§ **Data to process**:
════════════════════

//! Restriction of a game to a subset of strategies per player.

use num_rational::BigRational;

use super::{GameError, StrategicGame};

/// An ordered per-player subset of a game's strategies.
///
/// Supports are immutable once built; [`StrategySupport::restrict`] returns
/// a new support.
#[derive(Debug, Clone, PartialEq)]
pub struct StrategySupport<'g> {
    game: &'g StrategicGame,
    strategies: Vec<Vec<usize>>,
}

impl<'g> StrategySupport<'g> {
    /// Support containing every strategy of every player.
    pub fn full(game: &'g StrategicGame) -> Self {
        Self {
            game,
            strategies: (0..game.num_players())
                .map(|p| (0..game.num_strategies(p)).collect())
                .collect(),
        }
    }

    /// Keep only `strategies` (game indices) for `player`.
    ///
    /// The indices are sorted and deduplicated so the support stays in game
    /// strategy order.
    pub fn restrict(&self, player: usize, strategies: &[usize]) -> Result<Self, GameError> {
        if player >= self.game.num_players() {
            return Err(GameError::InvalidSupport(format!(
                "player {} does not exist ({} players)",
                player,
                self.game.num_players()
            )));
        }
        if strategies.is_empty() {
            return Err(GameError::InvalidSupport(format!(
                "player {} must keep at least one strategy",
                player
            )));
        }
        if let Some(&s) = strategies
            .iter()
            .find(|&&s| s >= self.game.num_strategies(player))
        {
            return Err(GameError::InvalidSupport(format!(
                "player {} has no strategy {}",
                player, s
            )));
        }

        let mut kept = strategies.to_vec();
        kept.sort_unstable();
        kept.dedup();

        let mut restricted = self.clone();
        restricted.strategies[player] = kept;
        Ok(restricted)
    }

    /// The underlying game.
    pub fn game(&self) -> &'g StrategicGame {
        self.game
    }

    /// Number of players.
    pub fn num_players(&self) -> usize {
        self.strategies.len()
    }

    /// Number of strategies `player` keeps.
    pub fn num_strategies(&self, player: usize) -> usize {
        self.strategies[player].len()
    }

    /// Total number of kept strategies across players.
    pub fn total_strategies(&self) -> usize {
        self.strategies.iter().map(Vec::len).sum()
    }

    /// Game index of the `j`-th kept strategy of `player`.
    pub fn strategy(&self, player: usize, j: usize) -> usize {
        self.strategies[player][j]
    }

    /// Kept strategies of `player`, as game indices.
    pub fn strategies(&self, player: usize) -> &[usize] {
        &self.strategies[player]
    }

    /// Payoff to `player` at a profile given in support indices.
    pub fn payoff(&self, player: usize, profile: &[usize]) -> &'g BigRational {
        let pure: Vec<usize> = profile
            .iter()
            .enumerate()
            .map(|(p, &j)| self.strategies[p][j])
            .collect();
        self.game.payoff(&pure, player)
    }
}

════════════════════

§ **How to complete this task**:
From the first line of the records through the line with "stays in game", retype everything word for word, including both ends.

§ **Completed task**:
//! Restriction of a game to a subset of strategies per player.

use num_rational::BigRational;

use super::{GameError, StrategicGame};

/// An ordered per-player subset of a game's strategies.
///
/// Supports are immutable once built; [`StrategySupport::restrict`] returns
/// a new support.
#[derive(Debug, Clone, PartialEq)]
pub struct StrategySupport<'g> {
    game: &'g StrategicGame,
    strategies: Vec<Vec<usize>>,
}

impl<'g> StrategySupport<'g> {
    /// Support containing every strategy of every player.
    pub fn full(game: &'g StrategicGame) -> Self {
        Self {
            game,
            strategies: (0..game.num_players())
                .map(|p| (0..game.num_strategies(p)).collect())
                .collect(),
        }
    }

    /// Keep only `strategies` (game indices) for `player`.
    ///
    /// The indices are sorted and deduplicated so the support stays in game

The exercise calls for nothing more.